All of lore.kernel.org
 help / color / mirror / Atom feed
From: Daniel Vetter <daniel@ffwll.ch>
To: Alexandre Courbot <acourbot@nvidia.com>
Cc: nouveau@lists.freedesktop.org, linux-kernel@vger.kernel.org,
	dri-devel@lists.freedesktop.org, linux-tegra@vger.kernel.org,
	Ben Skeggs <bskeggs@redhat.com>
Subject: Re: [Nouveau] [PATCH v4 4/6] drm/nouveau: synchronize BOs when required
Date: Thu, 10 Jul 2014 15:04:49 +0200	[thread overview]
Message-ID: <20140710130449.GG17271@phenom.ffwll.local> (raw)
In-Reply-To: <1404807961-30530-5-git-send-email-acourbot@nvidia.com>

On Tue, Jul 08, 2014 at 05:25:59PM +0900, Alexandre Courbot wrote:
> On architectures for which access to GPU memory is non-coherent,
> caches need to be flushed and invalidated explicitly when BO control
> changes between CPU and GPU.
> 
> This patch adds buffer synchronization functions which invokes the
> correct API (PCI or DMA) to ensure synchronization is effective.
> 
> Based on the TTM DMA cache helper patches by Lucas Stach.
> 
> Signed-off-by: Lucas Stach <dev@lynxeye.de>
> Signed-off-by: Alexandre Courbot <acourbot@nvidia.com>
> ---
>  drivers/gpu/drm/nouveau/nouveau_bo.c  | 56 +++++++++++++++++++++++++++++++++++
>  drivers/gpu/drm/nouveau/nouveau_bo.h  |  2 ++
>  drivers/gpu/drm/nouveau/nouveau_gem.c | 12 ++++++++
>  3 files changed, 70 insertions(+)
> 
> diff --git a/drivers/gpu/drm/nouveau/nouveau_bo.c b/drivers/gpu/drm/nouveau/nouveau_bo.c
> index 67e9e8e2e2ec..47e4e8886769 100644
> --- a/drivers/gpu/drm/nouveau/nouveau_bo.c
> +++ b/drivers/gpu/drm/nouveau/nouveau_bo.c
> @@ -402,6 +402,60 @@ nouveau_bo_unmap(struct nouveau_bo *nvbo)

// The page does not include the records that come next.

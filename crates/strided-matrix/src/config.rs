use std::path::Path;
use std::str::FromStr;

use anyhow::Context;
use rand::rngs::StdRng;
use rand::SeedableRng;
use serde::{Deserialize, Serialize};

/// Settings for randomly filled matrices.
#[derive(Deserialize, Serialize, Debug, Clone, PartialEq)]
pub struct RandomConfig {
    /// Fixed seed for reproducible fills. `None` seeds from entropy.
    #[serde(default)]
    pub seed: Option<u64>,

    #[serde(default)]
    pub distribution: FillDistribution,
}

/// Distributions a matrix can be filled from.
#[derive(Deserialize, Serialize, Debug, Clone, PartialEq)]
pub enum FillDistribution {
    Gaussian { mean: f64, std_dev: f64 },
    Uniform,
}

impl Default for FillDistribution {
    fn default() -> Self {
        FillDistribution::Gaussian {
            mean: 0.0,
            std_dev: 1.0,
        }
    }
}

impl FromStr for FillDistribution {
    type Err = String;

    fn from_str(s: &str) -> Result<Self, Self::Err> {
        match s.to_lowercase().as_str() {
            "gaussian" | "normal" => Ok(FillDistribution::default()),
            "uniform" => Ok(FillDistribution::Uniform),
            _ => Err(format!(
                "Unknown fill distribution: {}. Expected one of `gaussian`, `normal` or `uniform`",
                s
            )),
        }
    }
}

impl RandomConfig {
    pub fn new(seed: Option<u64>, distribution: FillDistribution) -> Self {
        Self { seed, distribution }
    }

    pub fn seeded(seed: u64) -> Self {
        Self {
            seed: Some(seed),
            ..Self::default()
        }
    }

    /// Builds the generator described by this config.
    pub fn rng(&self) -> StdRng {
        match self.seed {
            Some(seed) => StdRng::seed_from_u64(seed),
            None => StdRng::from_entropy(),
        }
    }
}

impl Default for RandomConfig {
    fn default() -> Self {
        Self {
            seed: None,
            distribution: FillDistribution::default(),
        }
    }
}

/// Load a random fill configuration from a JSON file.
pub fn load_random_config<P: AsRef<Path>>(path: P) -> anyhow::Result<RandomConfig> {
    let content = std::fs::read_to_string(&path)
        .with_context(|| format!("Failed to read config: {}", path.as_ref().display()))?;
    let config: RandomConfig = serde_json::from_str(&content)
        .with_context(|| format!("Failed to parse config: {}", path.as_ref().display()))?;
    log::debug!(
        "Loaded random config from {}: {:?}",
        path.as_ref().display(),
        config
    );
    Ok(config)
}
use rand::rngs::StdRng;
use rand::SeedableRng;
use strided_matrix::{Matrix, RandomConfig};

fn main() -> anyhow::Result<()> {
    env_logger::init();

    let a = Matrix::from_rows(&[vec![1.0, 2.0], vec![3.0, 4.0]])?;
    let b = Matrix::from_rows(&[vec![5.0, 6.0], vec![7.0, 8.0]])?;

    println!("a · b =\n{}", a.dot(&b)?);
    println!("a + b =\n{}", &a + &b);
    println!("aᵀ ({}) =\n{}", a.transpose().shape(), a.transpose());

    let mut rng = StdRng::seed_from_u64(42);
    let mut noise = Matrix::new(2, 2)?;
    noise.randn(&mut rng);
    println!("a + noise =\n{}", a.add_elementwise(&noise)?);

    let gaussian = Matrix::random(3, 3, &RandomConfig::seeded(7))?;
    println!("gaussian sum = {:.4}", gaussian.sum());

    Ok(())
}
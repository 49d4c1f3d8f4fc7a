//! strided-matrix: a dense 2-D `f64` matrix over a strided flat buffer.
//!
//! This crate provides a single `Matrix` type with checked and unchecked
//! element access, detached row/column views, stride-swap transposition,
//! scalar and elementwise arithmetic, and a naive matrix product. Random
//! fills take an injected generator, or a serde-backed `RandomConfig`.
pub mod config;
pub mod error;
pub mod math;

pub use config::{FillDistribution, RandomConfig};
pub use error::{MatrixError, Result};
pub use math::Matrix;
//! Streaming BLAKE3 digests of file contents.
//!
//! Files are read lazily in fixed-size chunks (see [`lazy_read`]) and fed into
//! a [`blake3::Hasher`]. The accumulator is returned unfinalized so callers
//! can keep feeding it, which is what incremental hashing sessions build on.
//! Chunking never influences the result: hashing `N` chunks is identical to
//! hashing their concatenation in one go.

pub mod error;
mod reader;

use crate::error::Result;
pub use crate::reader::{ChunkReader, DEFAULT_CHUNK_SIZE, lazy_read};
pub use blake3::Hasher;
use std::path::Path;
use tracing::instrument;

/// Feed the first `limit` bytes of a file (or all of it) into a fresh hasher.
#[instrument(skip(path), fields(path = %path.as_ref().display()))]
pub fn consume(path: impl AsRef<Path>, limit: Option<u64>) -> Result<Hasher> {
    let mut hasher = Hasher::new();
    for chunk in lazy_read(path, limit, DEFAULT_CHUNK_SIZE)? {
        hasher.update(&chunk?);
    }
    Ok(hasher)
}

/// One-shot path: hash every byte of a file.
///
/// The accumulator is returned so the caller decides when to finalize; use
/// [`hex_digest`] to render it.
pub fn digest_whole_file(path: impl AsRef<Path>) -> Result<Hasher> {
    consume(path, None)
}

/// Canonical lowercase hexadecimal rendering of the digest so far.
///
/// Finalizing doesn't consume the hasher; more data can be fed afterwards.
pub fn hex_digest(hasher: &Hasher) -> String {
    hasher.finalize().to_hex().to_string()
}

#[cfg(test)]
mod tests {
    use super::*;
    use rstest::rstest;

    #[rstest]
    #[case(b"".as_slice(), "af1349b9f5f9a1a6a0404dea36dcc9499bcb25c9adc112b7cc9a93cae41f3262")]
    #[case(b"Thus I have heard".as_slice(), "12ca3ba5d55699275f60d4ffd274acf408537fbd90dfe135cc8f00114cac998c")]
    #[case(b"This is unease".as_slice(), "4254c616803071dffeda5515dc105191d35eeaeeea45fa6fe18de7eed088b97c")]
    fn test_known_digests(#[case] content: &[u8], #[case] expected: &str) {
        let dir = tempfile::tempdir().unwrap();
        let path = dir.path().join("file");
        std::fs::write(&path, content).unwrap();
        assert_eq!(hex_digest(&digest_whole_file(&path).unwrap()), expected);
    }

    #[test]
    fn test_chunking_does_not_change_digest() {
        // Spans several default-sized chunks with an uneven tail.
        let content: Vec<u8> = (0..3 * DEFAULT_CHUNK_SIZE + 17).map(|i| (i % 251) as u8).collect();
        let dir = tempfile::tempdir().unwrap();
        let path = dir.path().join("file");
        std::fs::write(&path, &content).unwrap();
        let one_shot = hex_digest(&digest_whole_file(&path).unwrap());
        assert_eq!(one_shot, blake3::hash(&content).to_string());
        for chunk_size in [1, 3, 64, 5000] {
            let mut hasher = Hasher::new();
            for chunk in lazy_read(&path, None, chunk_size).unwrap() {
                hasher.update(&chunk.unwrap());
            }
            assert_eq!(hex_digest(&hasher), one_shot);
        }
    }

    #[test]
    fn test_consume_prefix_then_continue() {
        let dir = tempfile::tempdir().unwrap();
        let path = dir.path().join("file");
        std::fs::write(&path, b"Thus I have heard").unwrap();
        let mut hasher = consume(&path, Some(5)).unwrap();
        hasher.update(b"I have heard");
        assert_eq!(hex_digest(&hasher), "12ca3ba5d55699275f60d4ffd274acf408537fbd90dfe135cc8f00114cac998c");
    }

    #[test]
    fn test_hex_digest_is_lowercase_and_fixed_length() {
        let digest = hex_digest(&Hasher::new());
        assert_eq!(digest.len(), 64);
        assert!(digest.chars().all(|c| c.is_ascii_digit() || ('a'..='f').contains(&c)));
    }
}
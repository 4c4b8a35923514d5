//! `fixity`: print cached BLAKE3 digests of files and directory trees.
//!
//! Logging goes to stderr and is controlled by `RUST_LOG` (default `warn`).

use clap::{Parser, Subcommand};
use derive_more::{Display, Error};
use exn::ResultExt;
use fixity_cache::{CacheStore, StoreHandle};
use fixity_config::Config;
use fixity_verifier::ContentVerifier;
use std::path::{Path, PathBuf};
use std::process::ExitCode;
use tracing_subscriber::EnvFilter;

type Result<T> = std::result::Result<T, exn::Exn<ErrorKind>>;

#[derive(Debug, Display, Error)]
enum ErrorKind {
    #[display("could not load configuration")]
    Config,
    #[display("cache error")]
    Cache,
    #[display("could not check {}", _0.display())]
    Check(#[error(not(source))] PathBuf),
}

#[derive(Debug, Parser)]
#[command(version, about)]
struct Cli {
    /// Configuration file (TOML, YAML or JSON).
    #[arg(short, long, global = true, value_name = "FILE")]
    config: Option<PathBuf>,
    #[command(subcommand)]
    command: Command,
}

#[derive(Debug, Subcommand)]
enum Command {
    /// Print the digest of each file, or of every file below each directory.
    Check {
        #[arg(required = true)]
        paths: Vec<PathBuf>,
        /// Ignore cached digests and re-read every file.
        #[arg(short, long)]
        force: bool,
    },
    /// Remove expired entries from the cache.
    Purge,
}

#[tokio::main]
async fn main() -> ExitCode {
    let filter = EnvFilter::try_from_default_env().unwrap_or_else(|_| EnvFilter::new("warn"));
    tracing_subscriber::fmt().with_env_filter(filter).with_writer(std::io::stderr).init();

    match run(Cli::parse()).await {
        Ok(()) => ExitCode::SUCCESS,
        Err(err) => {
            eprintln!("Error: {err:?}");
            ExitCode::FAILURE
        },
    }
}

async fn run(cli: Cli) -> Result<()> {
    let config = Config::load(cli.config.as_deref()).or_raise(|| ErrorKind::Config)?;
    let store = config.connect().await.or_raise(|| ErrorKind::Cache)?;
    match cli.command {
        Command::Check { paths, force } => {
            let verifier = ContentVerifier::new(store);
            for path in &paths {
                check(&verifier, path, force).await.or_raise(|| ErrorKind::Check(path.clone()))?;
            }
        },
        Command::Purge => {
            let purged = store.purge().await.or_raise(|| ErrorKind::Cache)?;
            println!("{purged}");
        },
    }
    Ok(())
}

async fn check(verifier: &ContentVerifier<StoreHandle>, path: &Path, force: bool) -> fixity_verifier::error::Result<()> {
    if tokio::fs::metadata(path).await.is_ok_and(|metadata| metadata.is_dir()) {
        for (file, digest) in verifier.check_directory(path, force).await? {
            println!("{digest}  {}", file.display());
        }
    } else {
        let digest = verifier.check_file(path, force).await?;
        println!("{digest}  {}", path.display());
    }
    Ok(())
}

#[cfg(test)]
mod tests {
    use super::*;
    use clap::CommandFactory;

    #[test]
    fn verify_cli() {
        Cli::command().debug_assert();
    }

    #[test]
    fn parse_check() {
        let cli = Cli::try_parse_from(["fixity", "check", "--force", "f1", "d1", "--config", "fixity.toml"]).unwrap();
        assert_eq!(cli.config, Some(PathBuf::from("fixity.toml")));
        match cli.command {
            Command::Check { paths, force } => {
                assert_eq!(paths, vec![PathBuf::from("f1"), PathBuf::from("d1")]);
                assert!(force);
            },
            Command::Purge => panic!("expected check"),
        }
    }

    #[test]
    fn check_needs_a_path() {
        assert!(Cli::try_parse_from(["fixity", "check"]).is_err());
    }
}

>  		ttm_bo_kunmap(&nvbo->kmap);
>  }
>  
> +void
> +nouveau_bo_sync_for_device(struct nouveau_bo *nvbo)
> +{
> +	struct nouveau_drm *drm = nouveau_bdev(nvbo->bo.bdev);
> +	struct nouveau_device *device = nouveau_dev(drm->dev);
> +	struct ttm_dma_tt *ttm_dma = (struct ttm_dma_tt *)nvbo->bo.ttm;
> +	int i;
> +
> +	if (!ttm_dma)
> +		return;
> +
> +	if (nv_device_is_cpu_coherent(device) || nvbo->force_coherent)
> +		return;

Is the is_cpu_coherent check really required? On coherent platforms the
sync_for_foo should be a noop. It's the dma api's job to encapsulate this
knowledge so that drivers can be blissfully ignorant. The explicit
is_coherent check makes this a bit leaky. And same comment that underlying
the bus-specifics dma-mapping functions are identical.
-Daniel

> +
> +	if (nv_device_is_pci(device)) {
> +		for (i = 0; i < ttm_dma->ttm.num_pages; i++)

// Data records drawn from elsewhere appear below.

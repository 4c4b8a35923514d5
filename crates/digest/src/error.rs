//! Digest Error Types
//!
//! This module provides structured errors using `exn` for automatic location
//! tracking and error tree construction.

use derive_more::{Display, Error};

/// A digest error with automatic location tracking.
pub type Error = exn::Exn<ErrorKind>;
/// Result type alias for digest operations.
pub type Result<T> = std::result::Result<T, Error>;

/// Actionable error categories.
///
/// These describe what the caller should *do*, not what went wrong internally.
#[derive(Debug, Display, Error, Clone, PartialEq, Eq)]
pub enum ErrorKind {
    /// Opening or reading the file failed. The I/O error is attached as a
    /// child in the error tree.
    #[display("I/O error")]
    Io,
    /// More bytes were consumed than the caller-specified bound permits.
    /// This signals misuse by the caller, not the end of the file.
    #[display("read {consumed} bytes, exceeding the limit of {limit}")]
    ReadBounds { limit: u64, consumed: u64 },
    /// Chunks must be at least one byte long.
    #[display("chunk size must be greater than zero")]
    InvalidChunkSize,
}

impl ErrorKind {
    /// Returns `true` if retrying might succeed.
    pub fn is_retryable(&self) -> bool {
        matches!(self, ErrorKind::Io)
    }
}

#[cfg(test)]
mod tests {
    use super::*;

    #[test]
    fn error_kind_display() {
        assert_eq!(ErrorKind::Io.to_string(), "I/O error");
        assert_eq!(
            ErrorKind::ReadBounds { limit: 4, consumed: 6 }.to_string(),
            "read 6 bytes, exceeding the limit of 4"
        );
    }

    #[test]
    fn error_kind_retryable() {
        assert!(ErrorKind::Io.is_retryable());
        assert!(!ErrorKind::ReadBounds { limit: 1, consumed: 2 }.is_retryable());
        assert!(!ErrorKind::InvalidChunkSize.is_retryable());
    }
}
//! Config Error Types
//!
//! This module provides structured errors using `exn` for automatic location
//! tracking and error tree construction.

use derive_more::{Display, Error};

/// A configuration error with automatic location tracking.
pub type Error = exn::Exn<ErrorKind>;
/// Result type alias for configuration operations.
pub type Result<T> = std::result::Result<T, Error>;

#[derive(Debug, Display, Error)]
pub enum ErrorKind {
    /// A provider failed or the merged values don't fit the schema.
    #[display("could not load configuration")]
    Load,
    /// The configuration parsed but makes no sense.
    #[display("invalid configuration: {_0}")]
    Invalid(#[error(not(source))] String),
    /// The configured cache backend could not be constructed.
    #[display("could not open configured cache")]
    Cache,
}

impl ErrorKind {
    /// Returns `true` if retrying might succeed.
    pub fn is_retryable(&self) -> bool {
        matches!(self, Self::Cache)
    }
}
//! Expiring cache of content digests.
//!
//! Maps a content reference (in practice a file path, but any unique string
//! will do) to the digest of its content and an expiry timestamp. The cache
//! is not the source of truth, the content is: an entry only saves the caller
//! from re-reading and re-hashing content it has seen recently.
//!
//! # Contract
//! Every backend implements [`CacheStore`] identically:
//! - [`store`](CacheStore::store) is an atomic upsert keyed by reference that
//!   stamps the entry with `now + ttl`; last write wins.
//! - [`fetch`](CacheStore::fetch) returns `None` for missing *and* stale
//!   entries alike. A stale row may still physically exist until purged.
//! - [`purge`](CacheStore::purge) bulk-deletes every stale entry. It is run
//!   once when a backend is constructed.
//!
//! # Backends
//! - [`MemoryStore`]: owned, process-local map. Nothing persists.
//! - [`SqliteStore`]: a single database file with a single writer.
//! - [`PostgresStore`]: a bounded connection pool (2 to 5 connections).
//!
//! Database backends run every statement in its own transaction, which is
//! committed on success and rolled back on failure before the error is
//! returned to the caller.

mod backend;
mod config;
mod entry;
pub mod error;

pub use crate::backend::{MemoryStore, PostgresStore, SqliteStore};
pub use crate::config::{BackendConfig, PostgresConfig, SqliteConfig};
pub use crate::entry::{Entry, Ttl, now};
use crate::error::Result;
use async_trait::async_trait;
use std::sync::Arc;

/// A store selected at runtime.
pub type StoreHandle = Arc<dyn CacheStore + Send + Sync>;

/// Unified interface for cache backends.
///
/// # Examples
///
/// ```
/// use fixity_cache::{CacheStore, MemoryStore, Ttl};
///
/// # #[tokio::main(flavor = "current_thread")]
/// # async fn main() -> fixity_cache::error::Result<()> {
/// let cache = MemoryStore::new(Ttl::hours(1));
/// cache.store("/srv/data/f1", "12ca3ba5").await?;
/// let entry = cache.fetch("/srv/data/f1").await?.unwrap();
/// assert_eq!(entry.content_hash, "12ca3ba5");
/// assert!(cache.fetch("/srv/data/f2").await?.is_none());
/// # Ok(())
/// # }
/// ```
#[async_trait]
pub trait CacheStore: Send + Sync {
    /// How long stored entries remain fresh.
    fn ttl(&self) -> Ttl;

    /// Insert or replace the entry for `reference`, expiring one TTL from now.
    ///
    /// Safe to call repeatedly; no prior entry is required.
    async fn store(&self, reference: &str, content_hash: &str) -> Result<()>;

    /// Fetch the entry for `reference` if it exists and is still fresh.
    async fn fetch(&self, reference: &str) -> Result<Option<Entry>>;

    /// Delete every entry whose expiry has passed, returning how many went.
    ///
    /// Safe to call on an empty store.
    async fn purge(&self) -> Result<u64>;
}

#[async_trait]
impl<T: CacheStore + ?Sized> CacheStore for Arc<T> {
    fn ttl(&self) -> Ttl {
        (**self).ttl()
    }

    async fn store(&self, reference: &str, content_hash: &str) -> Result<()> {
        (**self).store(reference, content_hash).await
    }

    async fn fetch(&self, reference: &str) -> Result<Option<Entry>> {
        (**self).fetch(reference).await
    }

    async fn purge(&self) -> Result<u64> {
        (**self).purge().await
    }
}

/// Construct the backend described by `config`.
///
/// Connection problems surface here rather than on first use.
pub async fn connect(config: &BackendConfig, ttl: Ttl) -> Result<StoreHandle> {
    let handle: StoreHandle = match config {
        BackendConfig::Memory => Arc::new(MemoryStore::new(ttl)),
        BackendConfig::Sqlite(sqlite) => Arc::new(SqliteStore::connect(sqlite, ttl).await?),
        BackendConfig::Postgres(postgres) => Arc::new(PostgresStore::connect(postgres, ttl).await?),
    };
    Ok(handle)
}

> +			pci_dma_sync_single_for_device(device->pdev,
> +				ttm_dma->dma_address[i], PAGE_SIZE,
> +				PCI_DMA_TODEVICE);
> +	} else {
> +		for (i = 0; i < ttm_dma->ttm.num_pages; i++)
> +			dma_sync_single_for_device(nv_device_base(device),
> +				ttm_dma->dma_address[i], PAGE_SIZE,
> +				DMA_TO_DEVICE);
> +	}
> +}
> +
> +void
> +nouveau_bo_sync_for_cpu(struct nouveau_bo *nvbo)
> +{
> +	struct nouveau_drm *drm = nouveau_bdev(nvbo->bo.bdev);
> +	struct nouveau_device *device = nouveau_dev(drm->dev);
> +	struct ttm_dma_tt *ttm_dma = (struct ttm_dma_tt *)nvbo->bo.ttm;
> +	int i;
> +
> +	if (!ttm_dma)
> +		return;
> +
> +	if (nv_device_is_cpu_coherent(device) || nvbo->force_coherent)
> +		return;
> +
> +	if (nv_device_is_pci(device)) {
> +		for (i = 0; i < ttm_dma->ttm.num_pages; i++)

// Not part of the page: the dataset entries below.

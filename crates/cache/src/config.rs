//! Backend selection and connection parameters.

use serde::{Deserialize, Serialize};
use std::fmt;
use std::path::PathBuf;

/// Which backend to construct, and how to reach it.
///
/// Internally tagged by `backend`, so a TOML table looks like:
///
/// ```toml
/// backend = "sqlite"
/// path = "/var/lib/fixity"
/// name = "fixity.db"
/// ```
#[derive(Debug, Clone, Default, PartialEq, Eq, Serialize, Deserialize)]
#[serde(tag = "backend", rename_all = "lowercase")]
pub enum BackendConfig {
    /// Process-local map; nothing is persisted.
    #[default]
    Memory,
    Sqlite(SqliteConfig),
    Postgres(PostgresConfig),
}

/// A single database file, `path/name`.
#[derive(Debug, Clone, PartialEq, Eq, Serialize, Deserialize)]
pub struct SqliteConfig {
    /// Directory containing the database file. Must already exist.
    #[serde(deserialize_with = "lenient::path")]
    pub path: PathBuf,
    /// File name of the database inside `path`.
    #[serde(deserialize_with = "lenient::string")]
    pub name: String,
}

impl SqliteConfig {
    pub fn new(path: impl Into<PathBuf>, name: impl Into<String>) -> Self {
        Self { path: path.into(), name: name.into() }
    }

    pub fn file(&self) -> PathBuf {
        self.path.join(&self.name)
    }
}

#[derive(Clone, PartialEq, Eq, Serialize, Deserialize)]
pub struct PostgresConfig {
    #[serde(deserialize_with = "lenient::string")]
    pub host: String,
    #[serde(default = "PostgresConfig::default_port")]
    pub port: u16,
    #[serde(deserialize_with = "lenient::string")]
    pub dbname: String,
    #[serde(deserialize_with = "lenient::string")]
    pub user: String,
    #[serde(default, deserialize_with = "lenient::string")]
    pub password: String,
}

impl PostgresConfig {
    const fn default_port() -> u16 {
        5432
    }

    pub fn new(
        host: impl Into<String>,
        dbname: impl Into<String>,
        user: impl Into<String>,
        password: impl Into<String>,
    ) -> Self {
        Self {
            host: host.into(),
            port: Self::default_port(),
            dbname: dbname.into(),
            user: user.into(),
            password: password.into(),
        }
    }
}

// Keep the password out of logs and error output.
impl fmt::Debug for PostgresConfig {
    fn fmt(&self, f: &mut fmt::Formatter<'_>) -> fmt::Result {
        f.debug_struct("PostgresConfig")
            .field("host", &self.host)
            .field("port", &self.port)
            .field("dbname", &self.dbname)
            .field("user", &self.user)
            .field("password", &"<redacted>")
            .finish()
    }
}

/// Text fields that also accept numbers and booleans.
///
/// Environment providers type `FIXITY_CACHE__PASSWORD=123456` as an integer,
/// and the internally tagged [`BackendConfig`] sees the value before any
/// coercion back to text could happen.
mod lenient {
    use serde::Deserializer;
    use serde::de::{Error, Visitor};
    use std::fmt;
    use std::path::PathBuf;

    struct Text;

    impl Visitor<'_> for Text {
        type Value = String;

        fn expecting(&self, f: &mut fmt::Formatter<'_>) -> fmt::Result {
            f.write_str("a string")
        }

        fn visit_str<E: Error>(self, v: &str) -> Result<String, E> {
            Ok(v.to_owned())
        }

        fn visit_string<E: Error>(self, v: String) -> Result<String, E> {
            Ok(v)
        }

        fn visit_u64<E: Error>(self, v: u64) -> Result<String, E> {
            Ok(v.to_string())
        }

        fn visit_i64<E: Error>(self, v: i64) -> Result<String, E> {
            Ok(v.to_string())
        }

        fn visit_f64<E: Error>(self, v: f64) -> Result<String, E> {
            Ok(v.to_string())
        }

        fn visit_bool<E: Error>(self, v: bool) -> Result<String, E> {
            Ok(v.to_string())
        }
    }

    pub(super) fn string<'de, D: Deserializer<'de>>(deserializer: D) -> Result<String, D::Error> {
        deserializer.deserialize_any(Text)
    }

    pub(super) fn path<'de, D: Deserializer<'de>>(deserializer: D) -> Result<PathBuf, D::Error> {
        string(deserializer).map(PathBuf::from)
    }
}

#[cfg(test)]
mod tests {
    use super::*;

    #[test]
    fn test_sqlite_file_joins_path_and_name() {
        let config = SqliteConfig::new("/tmp", "tacl-verifier.db");
        assert_eq!(config.file(), PathBuf::from("/tmp/tacl-verifier.db"));
    }

    #[test]
    fn test_postgres_debug_redacts_password() {
        let config = PostgresConfig::new("localhost", "apilib_db", "apilib_user", "hunter2");
        let debug = format!("{config:?}");
        assert!(debug.contains("apilib_user"));
        assert!(!debug.contains("hunter2"));
    }

    #[test]
    fn test_numbers_are_accepted_as_text() {
        use serde::de::value::{Error, I64Deserializer, StrDeserializer, U64Deserializer};

        let text = lenient::string(U64Deserializer::<Error>::new(123456)).unwrap();
        assert_eq!(text, "123456");
        let text = lenient::string(StrDeserializer::<Error>::new("hunter2")).unwrap();
        assert_eq!(text, "hunter2");
        let path = lenient::path(I64Deserializer::<Error>::new(2024)).unwrap();
        assert_eq!(path, PathBuf::from("2024"));
    }

    #[test]
    fn test_default_backend_is_memory() {
        assert_eq!(BackendConfig::default(), BackendConfig::Memory);
    }
}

> +			pci_dma_sync_single_for_cpu(device->pdev,
> +				ttm_dma->dma_address[i], PAGE_SIZE,
> +				PCI_DMA_FROMDEVICE);
> +	} else {
> +		for (i = 0; i < ttm_dma->ttm.num_pages; i++)
> +			dma_sync_single_for_cpu(nv_device_base(device),
> +				ttm_dma->dma_address[i], PAGE_SIZE,
> +				DMA_FROM_DEVICE);
> +	}
> +}
> +
>  int
>  nouveau_bo_validate(struct nouveau_bo *nvbo, bool interruptible,
>  		    bool no_wait_gpu)
> @@ -418,6 +472,8 @@ nouveau_bo_validate(struct nouveau_bo *nvbo, bool interruptible,
>  	if (!ttm)
>  		return ret;
>  
> +	nouveau_bo_sync_for_device(nvbo);
> +
>  	device = nouveau_dev(nouveau_bdev(ttm->bdev)->dev);
>  	nv_wr32(device, 0x70004, 0x00000001);
>  	if (!nv_wait(device, 0x070004, 0x00000001, 0x00000000))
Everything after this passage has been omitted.